The Mother Corn and the Barton Springs Mill

“Grass thus became as milk to the creatures of the animal kingdom, and the corn became the milk for mankind.” — Book of the Hopi

I wanted to learn more about Barton Springs Mill flours for a long time. Two weeks ago, I finally had a free Saturday to attend the Heritage Grains + Sourdough Breads Workshop by James A. Brown and Sandeep Gyawali. Well, first of all, I am back to baking bread at home because finally, with the heirloom wheat flours I can make a bread I am craving for because it is dangerously delicious. Secondly, BSM makes heirloom blue, red, and green corn I wanted to play with since Book of the Hopi. Almost a decade ago, the chapter about the Corn Mother totally fascinated me. Blue corn was not widely known back then. The only way to get it was by ordering it from the tribe farmers. I milled nixtamalize corn kernels myself to make traditional thin rolls of blue corn Hopi bread. It was fun! I asked James for a favor, and he kindly made a few pounds of finely milled corn flours for me to try making tortillas.

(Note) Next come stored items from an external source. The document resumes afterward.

//! In-memory tables and the derived statistics.

use std::collections::HashSet;

use chrono::Utc;
use uuid::Uuid;

use crate::models::{
    Address, AddressType, ContractRecord, ContractResponse, ContractStatus, ContractVersion, CreateContractVersion,
    OverallStatistics, User, UserType,
};

/// Rows are kept in insertion order so list endpoints are stable.
#[derive(Default)]
pub struct Store {
    pub addresses: Vec<Address>,
    pub users: Vec<User>,
    pub contracts: Vec<ContractRecord>,
    pub versions: Vec<ContractVersion>,
}

impl Store {
    pub fn address(&self, id: Uuid) -> Option<&Address> {
        self.addresses.iter().find(|a| a.id == id)
    }

    pub fn user(&self, id: Uuid) -> Option<&User> {
        self.users.iter().find(|u| u.id == id)
    }

    pub fn contract(&self, id: Uuid) -> Option<&ContractRecord> {
        self.contracts.iter().find(|c| c.id == id)
    }

    pub fn version(&self, id: Uuid) -> Option<&ContractVersion> {
        self.versions.iter().find(|v| v.id == id)
    }

    /// Versions of one contract, newest first.
    pub fn versions_of(&self, contract_id: Uuid) -> Vec<ContractVersion> {
        let mut versions: Vec<ContractVersion> = self
            .versions
            .iter()
            .filter(|v| v.contract_id == contract_id)
            .cloned()
            .collect();
        versions.sort_by(|a, b| b.version_number.cmp(&a.version_number));
        versions
    }

    /// Append a version numbered one past the contract's highest and point
    /// the contract at it. `None` when the contract does not exist.
    pub fn append_version(&mut self, input: CreateContractVersion) -> Option<ContractVersion> {
        let contract = self.contracts.iter_mut().find(|c| c.id == input.contract_id)?;
        let next = self
            .versions
            .iter()
            .filter(|v| v.contract_id == input.contract_id)
            .map(|v| v.version_number)
            .max()
            .unwrap_or(0)
            + 1;

        let now = Utc::now();
        let version = ContractVersion {
            id: Uuid::new_v4(),
            contract_id: input.contract_id,
            version_number: next,
            deposit: input.deposit,
            rent: input.rent,
            rent_increase_percentage: input.rent_increase_percentage,
            business: input.business,
            status: input.status,
            contract_type: input.contract_type,
            start_date: input.start_date,
            end_date: input.end_date,
            renewal_date: input.renewal_date,
            special_terms: input.special_terms,
            created_at: now,
        };
        contract.current_version_id = Some(version.id);
        contract.updated_at = Some(now);
        self.versions.push(version.clone());
        Some(version)
    }

    pub fn remove_contract(&mut self, id: Uuid) -> bool {
        let before = self.contracts.len();
        self.contracts.retain(|c| c.id != id);
        if self.contracts.len() == before {
            return false;
        }
        self.versions.retain(|v| v.contract_id != id);
        true
    }

    /// Resolve relations. `with_history` embeds the full version list.
    pub fn contract_response(&self, record: &ContractRecord, with_history: bool) -> ContractResponse {
        ContractResponse {
            id: record.id,
            current_version_id: record.current_version_id,
            landlord_id: record.landlord_id,
            tenant_id: record.tenant_id,
            address_id: record.address_id,
            deposit: record.deposit,
            created_at: record.created_at,
            updated_at: record.updated_at,
            current_version: record.current_version_id.and_then(|id| self.version(id)).cloned(),
            landlord: self.user(record.landlord_id).cloned(),
            tenant: self.user(record.tenant_id).cloned(),
            address: self.address(record.address_id).cloned(),
            versions: if with_history {
                self.versions_of(record.id)
            } else {
                Vec::new()
            },
            references: record
                .reference_ids
                .iter()
                .filter_map(|id| self.user(*id).cloned())
                .collect(),
        }
    }

    fn current_status(&self, record: &ContractRecord) -> Option<ContractStatus> {
        record
            .current_version_id
            .and_then(|id| self.version(id))
            .map(|v| v.status)
    }

    pub fn statistics(&self) -> OverallStatistics {
        let mut stats = OverallStatistics {
            total_contracts: self.contracts.len() as i64,
            ..Default::default()
        };

        let mut occupied = HashSet::new();
        let mut active_tenants = HashSet::new();
        for contract in &self.contracts {
            match self.current_status(contract) {
                Some(ContractStatus::Active) => {
                    stats.active_contracts += 1;
                    if let Some(v) = contract.current_version_id.and_then(|id| self.version(id)) {
                        stats.monthly_revenue += v.rent;
                    }
                    if self
                        .address(contract.address_id)
                        .is_some_and(|a| a.address_type == AddressType::Property)
                    {
                        occupied.insert(contract.address_id);
                    }
                    if self
                        .user(contract.tenant_id)
                        .is_some_and(|u| u.user_type == UserType::Tenant)
                    {
                        active_tenants.insert(contract.tenant_id);
                    }
                }
                Some(ContractStatus::Expired) => stats.expired_contracts += 1,
                _ => {}
            }
        }

        stats.total_properties = self
            .addresses
            .iter()
            .filter(|a| a.address_type == AddressType::Property)
            .count() as i64;
        stats.occupied_properties = occupied.len() as i64;
        stats.vacant_properties = stats.total_properties - stats.occupied_properties;
        stats.total_tenants = self.users.iter().filter(|u| u.user_type == UserType::Tenant).count() as i64;
        stats.total_references = self
            .users
            .iter()
            .filter(|u| u.user_type == UserType::Reference)
            .count() as i64;
        stats.active_tenants = active_tenants.len() as i64;

        if stats.active_contracts > 0 {
            stats.average_rent = stats.monthly_revenue / stats.active_contracts as f64;
        }
        stats.total_revenue = stats.monthly_revenue * 12.0;
        if stats.total_properties > 0 {
            stats.occupancy_rate = stats.occupied_properties as f64 / stats.total_properties as f64 * 100.0;
        }
        if !self.versions.is_empty() {
            let days: i64 = self
                .versions
                .iter()
                .map(|v| (v.end_date - v.start_date).num_days())
                .sum();
            stats.average_contract_duration = days / self.versions.len() as i64;
        }
        stats
    }
}

#[cfg(test)]
mod tests {
    use super::*;
    use crate::models::ContractType;
    use chrono::TimeZone;

    fn address(kind: AddressType) -> Address {
        Address {
            id: Uuid::new_v4(),
            address_type: kind,
            street: "Main".to_string(),
            number: "1".to_string(),
            neighborhood: "Centro".to_string(),
            city: "Springfield".to_string(),
            state: "IL".to_string(),
            zip_code: "62701".to_string(),
            country: "US".to_string(),
            created_at: Utc::now(),
            updated_at: None,
        }
    }

    fn user(kind: UserType, address_id: Uuid) -> User {
        User {
            id: Uuid::new_v4(),
            user_type: kind,
            address_id,
            first_name: "Ana".to_string(),
            middle_name: None,
            last_name: "Diaz".to_string(),
            email: "ana@example.com".to_string(),
            phone: "555".to_string(),
            created_at: Utc::now(),
            updated_at: None,
            address: None,
        }
    }

    fn version_input(contract_id: Uuid, status: ContractStatus, rent: f64) -> CreateContractVersion {
        CreateContractVersion {
            contract_id,
            deposit: 500.0,
            rent,
            rent_increase_percentage: 5.0,
            business: "Bakery".to_string(),
            status,
            contract_type: ContractType::Yearly,
            start_date: Utc.with_ymd_and_hms(2024, 1, 1, 0, 0, 0).unwrap(),
            end_date: Utc.with_ymd_and_hms(2024, 12, 31, 0, 0, 0).unwrap(),
            renewal_date: None,
            special_terms: None,
        }
    }

    fn seeded() -> (Store, Uuid) {
        let mut store = Store::default();
        let property = address(AddressType::Property);
        let tenant = user(UserType::Tenant, property.id);
        let landlord = user(UserType::Admin, property.id);
        let contract = ContractRecord {
            id: Uuid::new_v4(),
            current_version_id: None,
            landlord_id: landlord.id,
            tenant_id: tenant.id,
            address_id: property.id,
            deposit: 500.0,
            reference_ids: Vec::new(),
            created_at: Utc::now(),
            updated_at: None,
        };
        let id = contract.id;
        store.addresses.push(property);
        store.addresses.push(address(AddressType::Property));
        store.users.push(tenant);
        store.users.push(landlord);
        store.contracts.push(contract);
        (store, id)
    }

    #[test]
    fn versions_are_numbered_and_current_moves() {
        let (mut store, id) = seeded();
        let v1 = store
            .append_version(version_input(id, ContractStatus::Active, 1000.0))
            .unwrap();
        let v2 = store
            .append_version(version_input(id, ContractStatus::Active, 1100.0))
            .unwrap();
        assert_eq!((v1.version_number, v2.version_number), (1, 2));
        assert_eq!(store.contract(id).unwrap().current_version_id, Some(v2.id));

        let history: Vec<u32> = store.versions_of(id).iter().map(|v| v.version_number).collect();
        assert_eq!(history, vec![2, 1]);
    }

    #[test]
    fn append_to_unknown_contract_fails() {
        let (mut store, _) = seeded();
        assert!(store
            .append_version(version_input(Uuid::new_v4(), ContractStatus::Active, 1.0))
            .is_none());
    }

    #[test]
    fn statistics_follow_current_versions() {
        let (mut store, id) = seeded();
        store.append_version(version_input(id, ContractStatus::Expired, 900.0));
        store.append_version(version_input(id, ContractStatus::Active, 1200.0));

        let stats = store.statistics();
        assert_eq!(stats.total_contracts, 1);
        assert_eq!(stats.active_contracts, 1);
        assert_eq!(stats.expired_contracts, 0);
        assert_eq!(stats.total_properties, 2);
        assert_eq!(stats.occupied_properties, 1);
        assert_eq!(stats.vacant_properties, 1);
        assert_eq!(stats.total_tenants, 1);
        assert_eq!(stats.active_tenants, 1);
        assert_eq!(stats.monthly_revenue, 1200.0);
        assert_eq!(stats.average_rent, 1200.0);
        assert_eq!(stats.total_revenue, 14400.0);
        assert_eq!(stats.occupancy_rate, 50.0);
        assert_eq!(stats.average_contract_duration, 365);
    }

    #[test]
    fn removing_a_contract_drops_its_versions() {
        let (mut store, id) = seeded();
        store.append_version(version_input(id, ContractStatus::Active, 1.0));
        assert!(store.remove_contract(id));
        assert!(store.versions.is_empty());
        assert!(!store.remove_contract(id));
    }
}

Oaxacan Greeb Corn Flour by Barton Springs Mill
Oaxacan Greeb Corn Flour by Barton Springs Mill

Oaxacan Green Corn Tortillas by Barton Springs Mill
Oaxacan Green Corn Tortillas by Barton Springs Mill

Oaxacan Green Corn by Barton Springs Mill
Oaxacan Green Corn by Barton Springs Mill

Green corn tortillas were not striking green when cooked, but they were the best-tasting tortillas I made so far. And I now have a few ideas for corn breads featuring Hopi Blue, Bloody Butcher Red, and of course Oaxacan Green (not available online) corn flours.

About Oaxacan Green Corn

Gardeners plant dent corn primarily to dry-mill. The Zapotec of southern Mexico, to whom this corn is attributed, would have grown this corn to create green flour for their tamales. The cob is heavy and round with hues of emerald green, lime, and chartreuse kernels. This variety entered the U.S. seed trade during the 1980s.

About the Recipe Origin

I started with Nopi’s soufflé corn cakes recipe and … changed it to make them greener and gluten-free. I also walked away from the Mediterranian flavors. Oaxacan Green corn flour, miso-glazed shishito peppers, and Roth’s Moody Blue (American smoked blue cheese) made a wonderful contribution to a complex flavor and color of the cakes.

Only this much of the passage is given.